The Artful Equations of Fluids That so Few Know About

They have occupied the minds of many of the brightest thinkers for centuries, and remain to this day objects of constant fascination, encompassing some of nature's greatest secrets in only four lines.

Equations, like art, are often abstract, elegant, beautiful, and why not. They are as much the product of creativity as art has ever been, and often transcend their mathematical boundaries and brim into popular culture.

It’s difficult to pinpoint the most famous equation of all time. Maybe it’s the one describing the mass-energy-momentum equivalence, or maybe it’s Fermat’s last theorem, famous for its exacting proof that took centuries to figure out, or maybe it’s Boltzmann’s formula, which allowed a mathematical way to make sense of entropy.

Whichever the winner is, not many are likely to have bet on the the Navier-Stokes equations. In fact, few scientists outside of fluid dynamics know about them, and even fewer outside science. What makes this ignorance curious is these equations have benefited most people one way or another.

In high school, most of us would have first learnt about the use of mathematics to describe reality through Isaac Newton’s laws of motion. The second law in particular relates the sum of forces acting on an object to its acceleration: F equals a multiplied by the object’s mass. To illustrate, your teacher will likely used the examples of a cuboidal block, a spherical ball or a pulley. Have you ever wondered why your teacher didn’t use the example of water or air instead?

It’s because Newton’s laws for fluids isn’t exactly F = m × a. Instead, it’s called the Navier-Stokes equations, which look like this:

The Navier-Stokes equations. Credit: Ronak Gupta

The Navier-Stokes equations.

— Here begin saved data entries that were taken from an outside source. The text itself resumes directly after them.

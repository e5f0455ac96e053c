//! `§8` scenario d: `iter-n-query` rebinds `ROOT-ID` to each round's result
//! set and reports `HtlExhausted` once the hop budget runs out first.

use std::collections::BTreeMap;
use std::sync::Arc;

use plasma::config::Config;
use plasma::error::PlasmaError;
use plasma::expr::LExpr;
use plasma::graph::InMemoryGraphAdapter;
use plasma::model::{root_id, Node, NodeId};
use plasma::peer::PeerFacade;
use plasma::plan::{OpId, OpKind, OpNode, Plan, PlanKind};
use plasma::runtime::NoRemoteQuerier;

/// A chain of `len` nodes beyond the root, each linked to the next by a
/// "next" edge: root -> n0 -> n1 -> ... -> n(len-1).
async fn chain_graph(len: usize) -> (InMemoryGraphAdapter, Vec<NodeId>) {
    let graph = InMemoryGraphAdapter::new();
    let ids: Vec<NodeId> = (0..len).map(|_| NodeId::new_random()).collect();

    let mut prev = Node::new(root_id());
    prev = prev.with_edge(ids[0].clone(), "next");
    graph.insert(prev).await;

    for (i, id) in ids.iter().enumerate() {
        let mut node = Node::new(id.clone());
        if let Some(next) = ids.get(i + 1) {
            node = node.with_edge(next.clone(), "next");
        }
        graph.insert(node).await;
    }

    (graph, ids)
}

/// A one-hop `IterNQuery` plan over the "next" edge, re-seeded each round
/// from the `ROOT-ID` parameter. `literal` stays unset so the facade's
/// implicit first-round seed (this peer's graph root) and every later
/// round's rebind both flow through the same `seeds` map (`§4.H`/`§4.I`).
fn one_hop_iter_plan(iter_n: u32, htl: u32) -> Plan {
    let mut ops = BTreeMap::new();
    let param_id = OpId::from_raw("param");
    ops.insert(
        param_id.clone(),
        OpNode {
            id: param_id.clone(),
            kind: OpKind::Parameter { name: "ROOT-ID".into(), literal: None },
            deps: vec![],
        },
    );
    let traverse_id = OpId::from_raw("traverse");
    ops.insert(
        traverse_id.clone(),
        OpNode {
            id: traverse_id.clone(),
            kind: OpKind::Traverse {
                src_key: param_id.clone(),
                predicate: plasma::graph::EdgePredicate::Label("next".into()),
            },
            deps: vec![param_id.clone()],
        },
    );

    let mut iter_params = BTreeMap::new();
    iter_params.insert("ROOT-ID".to_string(), param_id.clone());

    Plan {
        ops,
        root: traverse_id,
        params: [("ROOT-ID".to_string(), param_id.clone())].into_iter().collect(),
        pbind: BTreeMap::new(),
        filters: vec![],
        projection: None,
        src_url: None,
        htl: Some(htl),
        kind: PlanKind::IterNQuery { iter_n, iter_params },
    }
}

#[tokio::test]
async fn iter_n_query_advances_one_hop_per_round() {
    let (graph, ids) = chain_graph(5).await;
    let facade = PeerFacade::new(Arc::new(graph), Arc::new(NoRemoteQuerier), Config::default());

    let plan = one_hop_iter_plan(3, 10);
    let result = facade.iter_n_query(plan).await.unwrap();

    assert_eq!(result, vec![ids[2].clone()]);
}

#[tokio::test]
async fn iter_n_query_reports_htl_exhausted_before_reaching_iter_n() {
    let (graph, _ids) = chain_graph(5).await;
    let facade = PeerFacade::new(Arc::new(graph), Arc::new(NoRemoteQuerier), Config::default());

    let plan = one_hop_iter_plan(5, 2);
    let result = facade.iter_n_query(plan).await;

    assert!(matches!(result, Err(PlasmaError::HtlExhausted)));
}

#[tokio::test]
async fn recur_query_stops_once_the_predicate_rejects_a_branch() {
    let (graph, ids) = chain_graph(5).await;
    let graph = Arc::new(graph);

    // Annotate nodes with a "depth" property so the predicate can see how
    // far along the chain each branch has walked.
    for (i, id) in ids.iter().enumerate() {
        let mut node = graph.find_node(id).await.unwrap().unwrap();
        node.properties.insert("depth".into(), (i as i64).into());
        graph.insert(node).await;
    }
    let mut root = graph.find_node(&root_id()).await.unwrap().unwrap();
    root.properties.insert("depth".into(), (-1_i64).into());
    graph.insert(root).await;

    let facade = PeerFacade::new(graph, Arc::new(NoRemoteQuerier), Config::default());

    let mut ops = BTreeMap::new();
    let param_id = OpId::from_raw("param");
    ops.insert(
        param_id.clone(),
        OpNode {
            id: param_id.clone(),
            kind: OpKind::Parameter { name: "ROOT-ID".into(), literal: None },
            deps: vec![],
        },
    );
    let traverse_id = OpId::from_raw("traverse");
    ops.insert(
        traverse_id.clone(),
        OpNode {
            id: traverse_id.clone(),
            kind: OpKind::Traverse {
                src_key: param_id.clone(),
                predicate: plasma::graph::EdgePredicate::Label("next".into()),
            },
            deps: vec![param_id.clone()],
        },
    );

    // `recur_query`'s predicate is evaluated against each branch's current
    // node directly (the operator id inside `PropRef` is ignored in this
    // per-branch context — see `iter_query::eval_value`), so any `OpId`
    // works so long as `prop` names a real property.
    let plan = Plan {
        ops,
        root: traverse_id,
        params: [("ROOT-ID".to_string(), param_id)].into_iter().collect(),
        pbind: BTreeMap::new(),
        filters: vec![],
        projection: None,
        src_url: None,
        htl: Some(10),
        kind: PlanKind::RecurQuery {
            pred: LExpr::Call {
                op: "<".into(),
                args: vec![
                    LExpr::PropRef { op: OpId::from_raw("traverse"), prop: "depth".into() },
                    LExpr::Lit(plasma::model::PropValue::Scalar(plasma::model::Scalar::Int(2))),
                ],
            },
        },
    };

    let result = facade.recur_query(plan).await.unwrap();
    assert_eq!(result, vec![ids[2].clone()]);
}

Credit: Ronak Gupta

Here, the right hand side is essentially ‘F‘ and the left hand side is ‘m × a‘ for a fluid parcel. This is because Newton’s laws provide a relationship between force, mass and acceleration but for different systems, an application of the law results in an equation that doesn’t quite look like F = m × a but essentially is.

In the 19th century, a French civil engineer named Louis Navier combined the work of scientists before him – including Leonhard Euler, Joseph-Louis Lagrange and Augustin-Louis Cauchy – with lessons from his own experience working with hydraulics to lay the groundwork for modern fluid mechanics. Gabriel Stokes, a British mathematician, followed up with some independent observations of his own to complement the Frenchman’s findings. The result was a set of equations to calculate how weight, pressure and internal friction combine to change the velocity of fluid elements in space and time.

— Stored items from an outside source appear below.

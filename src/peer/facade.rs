//! The peer facade (`§4.H`): the seven local operations an incoming RPC
//! dispatches to. This is the one seam [`super::server::serve`] talks to —
//! it never touches [`crate::runtime::ops`] or [`crate::plan`] directly.

use std::collections::BTreeMap;
use std::sync::Arc;
use std::time::Duration;

use tokio::sync::mpsc;

use crate::config::Config;
use crate::error::{PlasmaError, Result};
use crate::graph::GraphAdapter;
use crate::iter_query::{IterQueryDriver, RecurQueryDriver};
use crate::model::{root_id, Node, NodeId, ROOT_VAR};
use crate::plan::{Plan, PlanKind, ResultRecord};
use crate::pt::PathTuple;
use crate::runtime::{Engine, EngineMetrics, EngineOutput, RemoteQuerier, RunContext};

use super::PING_MARKER;

/// Bundles a peer's graph, query engine, and configuration behind the
/// operation set `§4.H` names (`ping`, `node_by_uuid`, `query`,
/// `query_channel`, `sub_query`, `recur_query`, `iter_n_query`).
pub struct PeerFacade {
    graph: Arc<dyn GraphAdapter>,
    engine: Engine,
    config: Config,
}

impl PeerFacade {
    /// Builds a facade over `graph`, proxy-crossing requests through
    /// `remote`, honoring `config`'s timeouts and channel sizing.
    pub fn new(graph: Arc<dyn GraphAdapter>, remote: Arc<dyn RemoteQuerier>, config: Config) -> Self {
        // `RunContext::events` is overridden fresh by `Engine::execute` on
        // every call (`§4.F`); this sender only needs to exist, never be
        // read, so the facade owns exactly one and discards its receiver.
        let (events, _events_rx) = mpsc::unbounded_channel();
        let ctx = RunContext {
            graph: graph.clone(),
            remote,
            events,
            metrics: Arc::new(EngineMetrics::from_env()),
            channel_capacity: config.channel_capacity,
        };
        Self {
            graph,
            engine: Engine::new(ctx),
            config,
        }
    }

    /// `ping()` → the fixed marker (`§8` scenario a).
    pub async fn ping(&self) -> Result<String> {
        Ok(PING_MARKER.to_string())
    }

    /// `node_by_uuid(id)` → a node map or none.
    pub async fn node_by_uuid(&self, id: &NodeId) -> Result<Option<Node>> {
        self.graph.find_node(id).await
    }

    /// `query(plan, params)` → a finite sequence of result records, bounded
    /// by this peer's configured wall-clock query timeout.
    pub async fn query(&self, plan: Plan, seeds: BTreeMap<String, Vec<NodeId>>) -> Result<Vec<ResultRecord>> {
        plan.validate()?;
        let timeout = Duration::from_millis(self.config.query_timeout_ms);
        Ok(self.engine.query(plan, seeds, Some(timeout)).await)
    }

    /// `query_channel(plan, params)` → a raw result stream, used internally
    /// to feed a `receive` op's proxy-crossing merge rather than collecting
    /// into records.
    pub fn query_channel(&self, plan: Plan, seeds: BTreeMap<String, Vec<NodeId>>) -> Result<EngineOutput> {
        plan.validate()?;
        Ok(self.engine.execute(plan, seeds))
    }

    /// `sub_query(plan)` → streams result path tuples; the plan is
    /// self-contained (`§4.G`) and carries its own seed, so no external
    /// seed map is supplied.
    pub async fn sub_query(&self, plan: Plan) -> Result<mpsc::Receiver<PathTuple>> {
        plan.validate()?;
        let output = self.engine.execute(plan, BTreeMap::new());
        Ok(output.results)
    }

    /// `recur_query(plan)` → the final set of terminal node ids once every
    /// branch's predicate stops recursing (`§4.I`). Unlike `query`, neither
    /// RPC method takes a caller-supplied seed map (`§4.H`); the first
    /// round always starts from this peer's own graph root.
    pub async fn recur_query(&self, plan: Plan) -> Result<Vec<NodeId>> {
        if !matches!(plan.kind, PlanKind::RecurQuery { .. }) {
            return Err(PlasmaError::PlanInvalid("recur_query requires a RecurQuery plan".into()));
        }
        plan.validate()?;
        let driver = RecurQueryDriver::new(&self.engine, self.graph.as_ref());
        driver.run(plan, root_seed()).await
    }

    /// `iter_n_query(plan)` → the final round's node ids after `iter-n`
    /// rounds of `ROOT-ID` rebinding (`§4.I`). See [`PeerFacade::recur_query`]
    /// on why no seed map is taken.
    pub async fn iter_n_query(&self, plan: Plan) -> Result<Vec<NodeId>> {
        if !matches!(plan.kind, PlanKind::IterNQuery { .. }) {
            return Err(PlasmaError::PlanInvalid("iter_n_query requires an IterNQuery plan".into()));
        }
        plan.validate()?;
        let driver = IterQueryDriver::new(&self.engine);
        driver.run(plan, root_seed()).await
    }
}

/// The implicit seed every `recur_query`/`iter_n_query` round starts from:
/// this peer's own graph root bound to `ROOT-ID`.
fn root_seed() -> BTreeMap<String, Vec<NodeId>> {
    let mut seeds = BTreeMap::new();
    seeds.insert(ROOT_VAR.to_string(), vec![root_id()]);
    seeds
}

#[cfg(test)]
mod tests {
    use crate::graph::InMemoryGraphAdapter;
    use crate::model::root_id;
    use crate::runtime::NoRemoteQuerier;

    use super::*;

    #[tokio::test]
    async fn ping_returns_fixed_marker() {
        let facade = PeerFacade::new(Arc::new(InMemoryGraphAdapter::new()), Arc::new(NoRemoteQuerier), Config::default());
        assert_eq!(facade.ping().await.unwrap(), super::PING_MARKER);
    }

    #[tokio::test]
    async fn node_by_uuid_reports_missing_node() {
        let facade = PeerFacade::new(Arc::new(InMemoryGraphAdapter::new()), Arc::new(NoRemoteQuerier), Config::default());
        assert!(facade.node_by_uuid(&root_id()).await.unwrap().is_none());
    }
}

Our experience of this universe is in three spatial dimensions, so when we measure the velocity of water, we’re actually measuring the combination of its velocities in each of those dimensions, also called components. The Navier-Stokes equations provide one equation for each velocity component.

These three equations are then supplemented by a relation that enforces a condition called incompressibility. Water can’t be stretched or squashed. If you try to, it’s just going to flow instead. Incompressibility is the ability of a material to resist any change in volume, and it is keyed into the Navier-Stokes trio through an additional equation.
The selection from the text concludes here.